Laut Campbell drückten ihn die Beamten in der Polizeistation an die Wand und forderten seinen Ausweis, der in seinem Hotelzimmer lag. „Man kann gegen solche Menschen nicht ankommen,“ erinnerte er sich, „die waren total programmiert.“

Der Musiker beschreibt, wie er im Flur, weil er nicht kooperierte, geschlagen und getreten wurde. Er erzählt, dass einige Demonstranten, auch Frauen, in ein Zimmer geschleppt wurden und dort geschlagen wurden. 1 ½ Stunden später wurde die Gruppe in ein anonymes Gebäude gebracht, das von außen wie ein Hotel schien. Hier ging die Misshandlung bis zum nächsten Tag weiter.

„Ich hätte nie gedacht, dass ich so etwas einmal machen würde,“ sagt Campbell. „Ich bin nicht an Politik interessiert - in keinster Weise.“ Er begann vor 4 Jahren Falun Gong zu üben und glaubt, dass es ihm hilft, den Ausgleich zum Rock zu finden. „ Man kann es sich ja ausmalen, wie es in der Musikszene ist,“ sagt er - Drogen, Alkohol, zwei Schachteln Zigaretten am Tag. Er machte den Trip aus Solidarität zu den verfolgten Falun Gong Anhängern in China.

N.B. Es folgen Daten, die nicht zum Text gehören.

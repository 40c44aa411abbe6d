use shaderpipe::reflect::{reflect_spirv, DescriptorKind, ShaderCompileError};
use shaderpipe::{
    glsl_to_spirv, glsl_to_spirv_with_reflection, spirv_to_glsl, GlslVersion, ShaderStage,
    ShaderStageMask, VulkanVersion,
};

const TRIVIAL_VERTEX: &str = "\
#version 450
layout(location = 0) in vec3 a_pos;
void main() {
    gl_Position = vec4(a_pos, 1.0);
}
";

const FRAGMENT_WITH_SAMPLERS: &str = "\
#version 450
layout(location = 0) in vec2 v_uv;
layout(location = 0) out vec4 o_color;
layout(set = 1, binding = 2) uniform sampler2D u_textures[4];
void main() {
    o_color = texture(u_textures[0], v_uv);
}
";

const VERTEX_WITH_UBO_AND_PUSH: &str = "\
#version 450
layout(location = 0) in vec3 a_pos;
layout(set = 0, binding = 3) uniform Scene {
    vec4 tint;
} u_scene;
layout(push_constant) uniform Draw {
    mat4 transform;
} u_draw;
void main() {
    gl_Position = u_draw.transform * vec4(a_pos, 1.0) + u_scene.tint;
}
";

#[test]
pub fn trivial_vertex_shader_reflects_a_single_input() {
    let compiled = glsl_to_spirv_with_reflection(
        TRIVIAL_VERTEX,
        ShaderStage::Vertex,
        VulkanVersion::V1_0,
    )
    .unwrap();

    assert!(!compiled.spirv.is_empty());
    assert!(compiled.reflection.descriptor_bindings.is_empty());
    assert!(compiled.reflection.push_constants.is_empty());

    assert_eq!(compiled.reflection.inputs.len(), 1);
    let input = &compiled.reflection.inputs[0];
    assert_eq!(input.location, 0);
    assert_eq!(input.component_count, 3);
    assert_eq!(input.bit_width, 32);
    assert_eq!(input.name, "a_pos");
}

#[test]
pub fn uniform_buffer_and_push_constants_reflect() {
    let compiled = glsl_to_spirv_with_reflection(
        VERTEX_WITH_UBO_AND_PUSH,
        ShaderStage::Vertex,
        VulkanVersion::V1_1,
    )
    .unwrap();

    assert_eq!(compiled.reflection.descriptor_bindings.len(), 1);
    let scene = &compiled.reflection.descriptor_bindings[0];
    assert_eq!(scene.set, 0);
    assert_eq!(scene.binding, 3);
    assert_eq!(scene.kind, DescriptorKind::UniformBuffer);
    assert_eq!(scene.count, 1);
    assert_eq!(scene.stage_mask, ShaderStageMask::VERTEX);

    assert_eq!(compiled.reflection.push_constants.len(), 1);
    let push = &compiled.reflection.push_constants[0];
    assert_eq!(push.offset, 0);
    assert_eq!(push.size, 64);
    assert_eq!(push.stage_mask, ShaderStageMask::VERTEX);
}

#[test]
pub fn sampler_arrays_carry_their_literal_multiplicity() {
    let compiled = glsl_to_spirv_with_reflection(
        FRAGMENT_WITH_SAMPLERS,
        ShaderStage::Fragment,
        VulkanVersion::V1_0,
    )
    .unwrap();

    assert_eq!(compiled.reflection.descriptor_bindings.len(), 1);
    let textures = &compiled.reflection.descriptor_bindings[0];
    assert_eq!((textures.set, textures.binding), (1, 2));
    assert_eq!(textures.kind, DescriptorKind::CombinedImageSampler);
    assert_eq!(textures.count, 4);
    assert_eq!(textures.stage_mask, ShaderStageMask::FRAGMENT);

    assert_eq!(compiled.reflection.outputs.len(), 1);
    let output = &compiled.reflection.outputs[0];
    assert_eq!(output.location, 0);
    assert_eq!(output.component_count, 4);
    assert_eq!(output.bit_width, 32);
}

#[test]
pub fn bound_slots_are_unique_within_a_reflection() {
    let source = "\
#version 450
layout(set = 0, binding = 0) uniform A { vec4 a; } u_a;
layout(set = 0, binding = 1) uniform B { vec4 b; } u_b;
layout(location = 0) out vec4 o_color;
void main() {
    o_color = u_a.a + u_b.b;
}
";
    let compiled =
        glsl_to_spirv_with_reflection(source, ShaderStage::Fragment, VulkanVersion::V1_0).unwrap();

    let bindings = &compiled.reflection.descriptor_bindings;
    assert_eq!(bindings.len(), 2);
    for (i, first) in bindings.iter().enumerate() {
        for second in &bindings[i + 1..] {
            assert_ne!((first.set, first.binding), (second.set, second.binding));
        }
    }
}

#[test]
pub fn reflection_is_deterministic_for_a_module() {
    let spirv = glsl_to_spirv(
        VERTEX_WITH_UBO_AND_PUSH,
        ShaderStage::Vertex,
        VulkanVersion::V1_0,
    )
    .unwrap();

    let first = reflect_spirv(&spirv).unwrap();
    let second = reflect_spirv(&spirv).unwrap();
    assert_eq!(first, second);
}

#[test]
pub fn modules_for_newer_targets_still_reflect() {
    let compiled = glsl_to_spirv_with_reflection(
        TRIVIAL_VERTEX,
        ShaderStage::Vertex,
        VulkanVersion::V1_3,
    )
    .unwrap();
    assert_eq!(compiled.reflection.inputs.len(), 1);
}

#[test]
pub fn recompiled_source_follows_the_output_profile() {
    let spirv = glsl_to_spirv(TRIVIAL_VERTEX, ShaderStage::Vertex, VulkanVersion::V1_0).unwrap();

    let glsl_450 = spirv_to_glsl(&spirv, GlslVersion::V4_50).unwrap();
    assert!(glsl_450.contains("#version 450"));

    let glsl_330 = spirv_to_glsl(&spirv, GlslVersion::V3_30).unwrap();
    assert!(glsl_330.contains("#version 330"));

    let glsl_310 = spirv_to_glsl(&spirv, GlslVersion::V3_10).unwrap();
    assert!(glsl_310.contains("#version 310 es"));

    // Same module, same profile: identical output.
    assert_eq!(glsl_330, spirv_to_glsl(&spirv, GlslVersion::V3_30).unwrap());
}

#[test]
pub fn recompiled_source_scans_to_its_profile_version() {
    let spirv = glsl_to_spirv(TRIVIAL_VERTEX, ShaderStage::Vertex, VulkanVersion::V1_0).unwrap();
    let glsl = spirv_to_glsl(&spirv, GlslVersion::V3_30).unwrap();
    assert_eq!(shaderpipe::preprocess::source_version(&glsl).unwrap(), 330);
}

#[test]
pub fn compile_failures_carry_the_diagnostic() {
    let err = glsl_to_spirv(
        "#version 450\nvoid main() { undeclared(); }\n",
        ShaderStage::Vertex,
        VulkanVersion::V1_0,
    )
    .unwrap_err();
    assert!(matches!(err, ShaderCompileError::ShaderCCompileError(_)));
}

#[test]
pub fn malformed_version_directives_fail_before_compilation() {
    let err = glsl_to_spirv(
        "#version abc\nvoid main() {}\n",
        ShaderStage::Vertex,
        VulkanVersion::V1_0,
    )
    .unwrap_err();
    assert!(matches!(err, ShaderCompileError::PreprocessError(_)));
}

[...] Im Juli 1999 verbot die chinesische Regierung die Gruppe, nachdem ca. 10.000 Menschen demonstrierten. Tausende von chinesischen Praktizierenden wurden inhaftiert. Laut Menschenrechtsorganisationen befinden sich Falun Gong Anhänger in einer Notlage - Umerziehungslager, körperliche und geistige Misshandlungen, und sogar dem Tod stehen sie gegenüber. Das Falun Dafa Informationszentrum (www.faluninfo.net) zählt 422 Praktizierende, die durch die Folter der Polizei gestorben sind. Wenn man die nicht dokumentierten Fälle dazu zählt, sind es mehr als 1.600 Todesopfer.

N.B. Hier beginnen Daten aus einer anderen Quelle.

//! End-to-end billing flows over the aggregation and settlement layer:
//! source rows in, itemized bill out, then discount, insurance and
//! payments against the derived totals.

use billing_service::{
    breakdown_of, build_items, settle, subtotal_of, summarize, BedAssignmentRow, BillingRecord,
    BillingTotals, ChargeScope, CollectedCharges, DiscountAdjustment, ItemType, LabOrderRow,
    MaterialUsageRow, PaymentMethod, PaymentRequest, PaymentStatus, PrescriptionRow,
    ProcedureRow, ServiceFeeRow, SourceCharges, VisitRow, VisitType,
};
use chrono::{DateTime, TimeZone, Utc};
use rust_decimal::Decimal;
use uuid::Uuid;

fn dec(value: i64) -> Decimal {
    Decimal::from(value)
}

fn at(y: i32, m: u32, d: u32, h: u32) -> DateTime<Utc> {
    Utc.with_ymd_and_hms(y, m, d, h, 0, 0).unwrap()
}

fn fee(name: &str, code: &str, price: i64) -> ServiceFeeRow {
    ServiceFeeRow {
        id: Uuid::new_v4(),
        name: name.to_string(),
        code: Some(code.to_string()),
        price: dec(price),
    }
}

/// Inpatient visit fixture: 300,000/day room for a stay crossing three
/// days, one dispensed prescription, one completed priced procedure,
/// one verified lab order, plus both flat fees.
fn inpatient_sources() -> SourceCharges {
    SourceCharges {
        admin_fee: Some(fee("Administration Fee", "ADM", 20_000)),
        consultation_fee: Some(fee("Doctor Consultation", "CONS", 50_000)),
        beds: vec![BedAssignmentRow {
            id: Uuid::new_v4(),
            room_name: "VIP Room 3".to_string(),
            daily_rate: dec(300_000),
            assigned_at: at(2025, 3, 10, 8),
            discharged_at: Some(at(2025, 3, 12, 14)),
        }],
        materials: Vec::new(),
        procedures: vec![ProcedureRow {
            id: Uuid::new_v4(),
            name: "Appendectomy".to_string(),
            icd9_code: Some("47.09".to_string()),
            service_name: Some("Appendectomy".to_string()),
            service_price: Some(dec(150_000)),
        }],
        prescriptions: vec![PrescriptionRow {
            id: Uuid::new_v4(),
            drug_name: "Ceftriaxone 1g".to_string(),
            drug_code: Some("DRG-204".to_string()),
            quantity: dec(2),
            dispensed_quantity: Some(dec(2)),
            unit_price: dec(5_000),
        }],
        lab_orders: vec![LabOrderRow {
            id: Uuid::new_v4(),
            test_name: "Complete Blood Count".to_string(),
            test_code: Some("CBC".to_string()),
            price: dec(75_000),
        }],
    }
}

fn record_from(totals: &BillingTotals) -> BillingRecord {
    BillingRecord {
        id: Uuid::new_v4(),
        visit_id: Uuid::new_v4(),
        subtotal: totals.subtotal,
        discount: totals.discount,
        discount_percentage: totals.discount_percentage,
        insurance_coverage: totals.insurance_coverage,
        total_amount: totals.total_amount,
        patient_payable: totals.patient_payable,
        paid_amount: totals.paid_amount,
        remaining_amount: totals.remaining_amount,
        payment_status: totals.payment_status,
        payment_method: None,
        payment_reference: None,
        processed_by: None,
        processed_at: None,
        created_at: Utc::now(),
        updated_at: Utc::now(),
    }
}

fn cash(amount: i64, received: Option<i64>) -> PaymentRequest {
    PaymentRequest {
        amount: dec(amount),
        payment_method: PaymentMethod::Cash,
        payment_reference: None,
        amount_received: received.map(dec),
        notes: None,
    }
}

#[test]
fn inpatient_discharge_itemizes_every_charge_source() {
    let scope = ChargeScope::for_visit_type(VisitType::Inpatient);
    let items = build_items(scope, &inpatient_sources(), at(2025, 3, 15, 0));

    // 2 fees, 1 room stay, 1 procedure, 1 drug, 1 lab
    assert_eq!(items.len(), 6);

    // stable category order, which persistence turns into line numbers
    let categories: Vec<ItemType> = items.iter().map(|item| item.item_type).collect();
    assert_eq!(
        categories,
        vec![
            ItemType::Service,
            ItemType::Service,
            ItemType::Room,
            ItemType::Procedure,
            ItemType::Drug,
            ItemType::Laboratory,
        ]
    );

    // 54 hours in a 300,000/day room bills three days
    let room = items
        .iter()
        .find(|item| item.item_type == ItemType::Room)
        .unwrap();
    assert_eq!(room.quantity, dec(3));
    assert_eq!(room.total_price, dec(900_000));

    // 20,000 + 50,000 + 900,000 + 150,000 + 10,000 + 75,000
    assert_eq!(subtotal_of(&items), dec(1_205_000));

    let breakdown = breakdown_of(&items);
    let by_category = |category: ItemType| {
        breakdown
            .iter()
            .find(|entry| entry.category == category)
            .unwrap()
    };
    assert_eq!(by_category(ItemType::Service).total, dec(70_000));
    assert_eq!(by_category(ItemType::Service).count, 2);
    assert_eq!(by_category(ItemType::Room).total, dec(900_000));
    assert_eq!(by_category(ItemType::Procedure).total, dec(150_000));
    assert_eq!(by_category(ItemType::Drug).total, dec(10_000));
    assert_eq!(by_category(ItemType::Laboratory).total, dec(75_000));
    assert_eq!(by_category(ItemType::Material).count, 0);
}

#[test]
fn outpatient_visit_never_bills_room_or_materials() {
    let mut sources = inpatient_sources();
    // stray ward data on an outpatient visit must not leak into the bill
    sources.materials = vec![MaterialUsageRow {
        id: Uuid::new_v4(),
        item_name: "Infusion Set".to_string(),
        item_code: None,
        quantity: dec(1),
        unit_price: dec(35_000),
        total_price: dec(35_000),
    }];

    let scope = ChargeScope::for_visit_type(VisitType::Outpatient);
    let items = build_items(scope, &sources, at(2025, 3, 15, 0));

    assert!(items.iter().all(|item| item.item_type != ItemType::Room));
    assert!(items.iter().all(|item| item.item_type != ItemType::Material));
    assert_eq!(subtotal_of(&items), dec(305_000));
}

#[test]
fn rebuilding_the_bill_from_unchanged_sources_is_stable() {
    let scope = ChargeScope::for_visit_type(VisitType::Inpatient);
    let now = at(2025, 3, 15, 0);
    let sources = inpatient_sources();

    let first = subtotal_of(&build_items(scope, &sources, now));
    let second = subtotal_of(&build_items(scope, &sources, now));
    assert_eq!(first, second);

    let derive = || {
        BillingTotals::derive(
            first,
            DiscountAdjustment::Percentage(dec(10)),
            dec(84_500),
            Decimal::ZERO,
        )
        .unwrap()
    };
    assert_eq!(derive(), derive());
}

#[test]
fn discount_insurance_and_two_payments_settle_the_bill() {
    let scope = ChargeScope::for_visit_type(VisitType::Inpatient);
    let items = build_items(scope, &inpatient_sources(), at(2025, 3, 15, 0));
    let subtotal = subtotal_of(&items);

    // cashier applies a 10% discount and insurance pays 84,500
    let totals = BillingTotals::derive(
        subtotal,
        DiscountAdjustment::Percentage(dec(10)),
        dec(84_500),
        Decimal::ZERO,
    )
    .unwrap();
    assert_eq!(totals.discount, dec(120_500));
    assert_eq!(totals.total_amount, dec(1_084_500));
    assert_eq!(totals.patient_payable, dec(1_000_000));
    assert_eq!(totals.payment_status, PaymentStatus::Pending);

    // first payment: cash, with change
    let record = record_from(&totals);
    let first = settle(&record, &cash(400_000, Some(500_000))).unwrap();
    assert_eq!(first.change_given, Some(dec(100_000)));
    assert_eq!(first.paid_amount, dec(400_000));
    assert_eq!(first.remaining_amount, dec(600_000));
    assert_eq!(first.payment_status, PaymentStatus::Partial);

    // second payment: transfer for the full remainder
    let mut after_first = record_from(&totals);
    after_first.paid_amount = first.paid_amount;
    after_first.remaining_amount = first.remaining_amount;
    after_first.payment_status = first.payment_status;

    let request = PaymentRequest {
        amount: dec(600_000),
        payment_method: PaymentMethod::Transfer,
        payment_reference: Some("TRF-20250315-0007".to_string()),
        amount_received: None,
        notes: None,
    };
    let second = settle(&after_first, &request).unwrap();
    assert_eq!(second.paid_amount, dec(1_000_000));
    assert_eq!(second.remaining_amount, Decimal::ZERO);
    assert_eq!(second.payment_status, PaymentStatus::Paid);

    // header invariants hold at every step
    assert_eq!(
        totals.patient_payable,
        totals.subtotal - totals.discount - totals.insurance_coverage
    );
    assert_eq!(
        second.remaining_amount,
        after_first.patient_payable - second.paid_amount
    );
}

#[test]
fn rejected_payment_does_not_move_the_balance() {
    let totals = BillingTotals::derive(
        dec(100_000),
        DiscountAdjustment::None,
        Decimal::ZERO,
        Decimal::ZERO,
    )
    .unwrap();
    let record = record_from(&totals);

    assert!(settle(&record, &cash(150_000, None)).is_err());
    assert_eq!(record.paid_amount, Decimal::ZERO);
    assert_eq!(record.remaining_amount, dec(100_000));
    assert_eq!(record.payment_status, PaymentStatus::Pending);
}

#[test]
fn visit_with_no_billable_activity_yields_an_empty_pending_bill() {
    let scope = ChargeScope::for_visit_type(VisitType::Outpatient);
    let items = build_items(scope, &SourceCharges::default(), Utc::now());
    assert!(items.is_empty());

    let totals = BillingTotals::derive(
        subtotal_of(&items),
        DiscountAdjustment::None,
        Decimal::ZERO,
        Decimal::ZERO,
    )
    .unwrap();
    assert_eq!(totals.patient_payable, Decimal::ZERO);
    assert_eq!(totals.payment_status, PaymentStatus::Pending);
}

#[test]
fn discharge_summary_serializes_money_as_two_decimal_strings() {
    let scope = ChargeScope::for_visit_type(VisitType::Inpatient);
    let items = build_items(scope, &inpatient_sources(), at(2025, 3, 15, 0));
    let visit_id = Uuid::new_v4();

    let summary = summarize(CollectedCharges {
        visit: VisitRow {
            id: visit_id,
            patient_id: Uuid::new_v4(),
            visit_number: "V-2025-000913".to_string(),
            visit_type: "inpatient".to_string(),
            created_at: at(2025, 3, 10, 7),
        },
        visit_type: VisitType::Inpatient,
        items,
    });

    let json = serde_json::to_value(&summary).unwrap();
    assert_eq!(json["visit_type"], "inpatient");
    assert_eq!(json["subtotal"], "1205000.00");
    assert_eq!(json["item_count"], 6);
    let room_entry = json["breakdown"]
        .as_array()
        .unwrap()
        .iter()
        .find(|entry| entry["category"] == "room")
        .unwrap();
    assert_eq!(room_entry["label"], "Room & Board");
    assert_eq!(room_entry["total"], "900000.00");
}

Campbell sagt, er wurde noch nie offiziell verhaftet. Die Polizisten wollten ihm nicht sagen, warum sie ihn festnahmen, sondern antworteten auf seine Fragen, dass er seinen Mund halten solle oder sie ihn schlagen würden. Als er am nächsten Abend in den Flieger gesetzt wurde, waren die einzigen erkennbaren Wunden die blauen Flecken an seinen Armen.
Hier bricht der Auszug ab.